En ese examen de conciencia que ayer realizaron, el órgano sectorial concluyó que la suya «es una historia de éxitos». Una buena estrella que esperan que tengan los nuevos retos que se les presentan. Como la delicada situación de los stocks del Mediterráneo, en cuya recuperación se comprometieron a trabajar con los científicos y Gobiernos para «establecer las medidas de gestión adecuadas» a su recuperación.

Ahora bien, también han constatado la recuperación del atún rojo, con una biomasa en niveles históricos, por lo que tanto España como Marruecos solicitarán a sus Gobiernos y al ICCAT que incremente la cuota y libere al sector de las estrecheces.

Cerraron llamando a introducir modificaciones técnicas en un acuerdo que, están convencidos, es el mejor instrumento para la preservación de los intereses comunes entre las partes en el marco del respeto del derecho internacional.

El sector de uno y otro país ovacionan a Carmen Fraga

«Cuando los homenajes llegan cuando ya no puedes dar nada a cambio, porque yo estoy jubilada, los agradeces doblemente más porque residen en el cariño y en la amistad». Carmen Fraga fue ovacionada ayer en Tánger por armadores y profesionales de uno y otro país por la dedicación al sector y, sobre todo, como artífice del último acuerdo pesquero suscrito entre la Unión Europea y Marruecos, del que ahora se cumplen dos años. Y devolvió el agradecimiento hablando en árabe, una lengua en cuyo estudio se ha empleado tras finalizar su etapa como parlamentaria europea.

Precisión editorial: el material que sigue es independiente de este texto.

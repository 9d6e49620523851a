//! The caller-owned implant configuration record.

#[cfg(feature = "serde")]
use serde::{Deserialize, Serialize};

use crate::{AnatomSide, ShapeLabel};

/// The mutable planning record the engine validates and transforms.
///
/// Built by a product scheme's default-configuration factory, mutated by the
/// next/previous-size and fill-and-validate operations, and owned by the
/// caller throughout - the engine never retains a reference beyond a single
/// operation, and storage belongs to the planning application.
#[derive(Debug, Clone, PartialEq, Default)]
#[cfg_attr(feature = "serde", derive(Serialize, Deserialize))]
pub struct ImplantConfiguration {
    /// The side the surgeon requested the plan for.
    pub requested_side: AnatomSide,
    /// The side stamped on the assembled implant (`None` for straight stems).
    pub implant_side: AnatomSide,
    /// Stem size label.
    pub stem_label: ShapeLabel,
    /// Head size label.
    pub head_label: ShapeLabel,
    /// Modular neck label; always unset for mono-block product lines.
    pub neck_label: Option<ShapeLabel>,
    /// Cutplane marker label.
    pub cutplane_label: Option<ShapeLabel>,
    /// Product name stamped on the stem part.
    pub stem_product_name: String,
    /// Product name stamped on the distal shaft part.
    pub distal_shaft_product_name: String,
    /// Product name stamped on the head part.
    pub head_product_name: String,
    /// Product name stamped on the neck part.
    pub neck_product_name: String,
    /// Whether the record passed the product's structural checks.
    pub valid_assembly: bool,
}

impl ImplantConfiguration {
    /// Creates a configuration with the given side and part labels; all
    /// other fields start empty and validity false.
    #[must_use]
    pub fn new(requested_side: AnatomSide, stem_label: ShapeLabel, head_label: ShapeLabel) -> Self {
        Self {
            requested_side,
            stem_label,
            head_label,
            ..Self::default()
        }
    }
}

#[cfg(test)]
mod tests {
    use super::*;

    #[test]
    fn test_new_starts_invalid() {
        let cfg = ImplantConfiguration::new(
            AnatomSide::Right,
            ShapeLabel::new(100),
            ShapeLabel::new(200),
        );
        assert!(!cfg.valid_assembly);
        assert_eq!(cfg.implant_side, AnatomSide::None);
        assert!(cfg.neck_label.is_none());
        assert!(cfg.cutplane_label.is_none());
        assert!(cfg.stem_product_name.is_empty());
    }
}
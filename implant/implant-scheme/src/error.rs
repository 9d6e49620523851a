//! Error types for scheme operations.

use implant_types::ShapeLabel;
use thiserror::Error;

/// Result type alias for scheme operations.
pub type SchemeResult<T> = Result<T, SchemeError>;

/// Precondition violations raised by scheme operations.
///
/// These are programmer errors: every lookup is a total function over the
/// declared label domain, and handing an operation a label outside that
/// domain is a caller bug, not a recoverable runtime condition. The
/// policy-defined cases - no similar size, labels beyond the authored
/// calibration rows, incomplete configurations - never surface here.
#[derive(Debug, Error, Clone, Copy, PartialEq, Eq)]
pub enum SchemeError {
    /// The label does not name a stem of this product line.
    #[error("label {label} is not a stem of this product line")]
    NotAStem {
        /// The offending label.
        label: ShapeLabel,
    },

    /// The label does not name a head of this product line.
    #[error("label {label} is not a head of this product line")]
    NotAHead {
        /// The offending label.
        label: ShapeLabel,
    },

    /// The marker does not name a sub-range of this product line.
    #[error("label {marker} is not a sub-range marker of this product line")]
    UnknownSubRange {
        /// The offending marker label.
        marker: ShapeLabel,
    },
}
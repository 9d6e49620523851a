//! Catalog-scheme resolution engine for modular implant product lines.
//!
//! Given an opaque integer shape label this crate answers three questions:
//!
//! - **Which named sub-range contains it?** ([`LabelClassifier`])
//! - **What is the most similar size in another sub-range?**
//!   ([`SimilarLabelResolver`], rule-table driven with authored 2-3-hop
//!   chains through intermediate families)
//! - **Where does the component go?** ([`TransformComposer`]: head seating,
//!   resection plane, stem-to-stem repositioning, canonical normal frame,
//!   anatomical fine adjustment)
//!
//! One shared engine evaluates per-product data tables; product lines differ
//! only in their [`ProductDefinition`]. The [`ProductScheme`] façade bundles
//! the components behind the stable contract every product implements
//! identically.
//!
//! # Quick Start
//!
//! ```no_run
//! use implant_scheme::ProductScheme;
//! use implant_types::AnatomSide;
//!
//! fn place_head(scheme: &ProductScheme) {
//!     let config = scheme.default_configuration(AnatomSide::Right);
//!     let seat = scheme
//!         .head_to_stem(config.head_label, config.stem_label)
//!         .unwrap();
//!     println!("head frame: {:?}", seat.to_matrix4());
//! }
//! ```
//!
//! # Concurrency
//!
//! All tables are read-only after construction; every operation is a
//! synchronous O(1) lookup or short composition. Schemes are freely shared
//! across threads. Callers own their `ImplantConfiguration` values and must
//! synchronize any sharing themselves.
//!
//! # Errors
//!
//! Handing an operation a label outside its declared domain is a
//! precondition violation reported as [`SchemeError`]. Policy cases never
//! error: "no similar size" returns the source label, labels beyond the
//! authored calibration rows read as the zero landmark set, and incomplete
//! configurations validate to `valid_assembly = false`.

#![warn(missing_docs)]
#![warn(clippy::all)]
#![warn(clippy::pedantic)]
#![cfg_attr(not(test), deny(clippy::unwrap_used, clippy::expect_used))]

mod classify;
mod compose;
mod definition;
mod error;
mod landmarks;
mod scheme;
mod similar;

pub use classify::{LabelClassifier, LabelKind, StemLabel};
pub use compose::TransformComposer;
pub use definition::{
    ChainAnchor, ChainHop, ChainRule, CutBboxRule, CutPlaneRule, FfOffsetRule, HeadSeating,
    LandmarkData, NormalFrameRule, OffsetRule, ProductDefinition, SideRequirement, SideStamp,
    SimilarRule, StemShiftRule, StemShiftTable,
};
pub use error::{SchemeError, SchemeResult};
pub use landmarks::LandmarkTable;
pub use scheme::ProductScheme;
pub use similar::SimilarLabelResolver;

Fraga recordó que precisamente el informe sobre el pacto pesquero fue el último que hizo, el colofón de una carrera como eurodiputada que arrancó con la ponencia sobre las redes de enmalle a la deriva, y rememoró todas las dificultades que había tenido que sortear, de la mano de los profesionales, para sacar adelante un acuerdo pesquero cuya prórroga había sido rechazada por la cuestión de la jurisdicción de las aguas del Sáhara. Y precisamente por eso se incluyeron cláusulas para garantizar que la financiación del pacto (Europa paga 40 millones de euros por pescar en aguas marroquíes) contribuyese al desarrollo pesquero de esa zona. «Y eso, yo misma he comprobado en mis viajes que se está haciendo».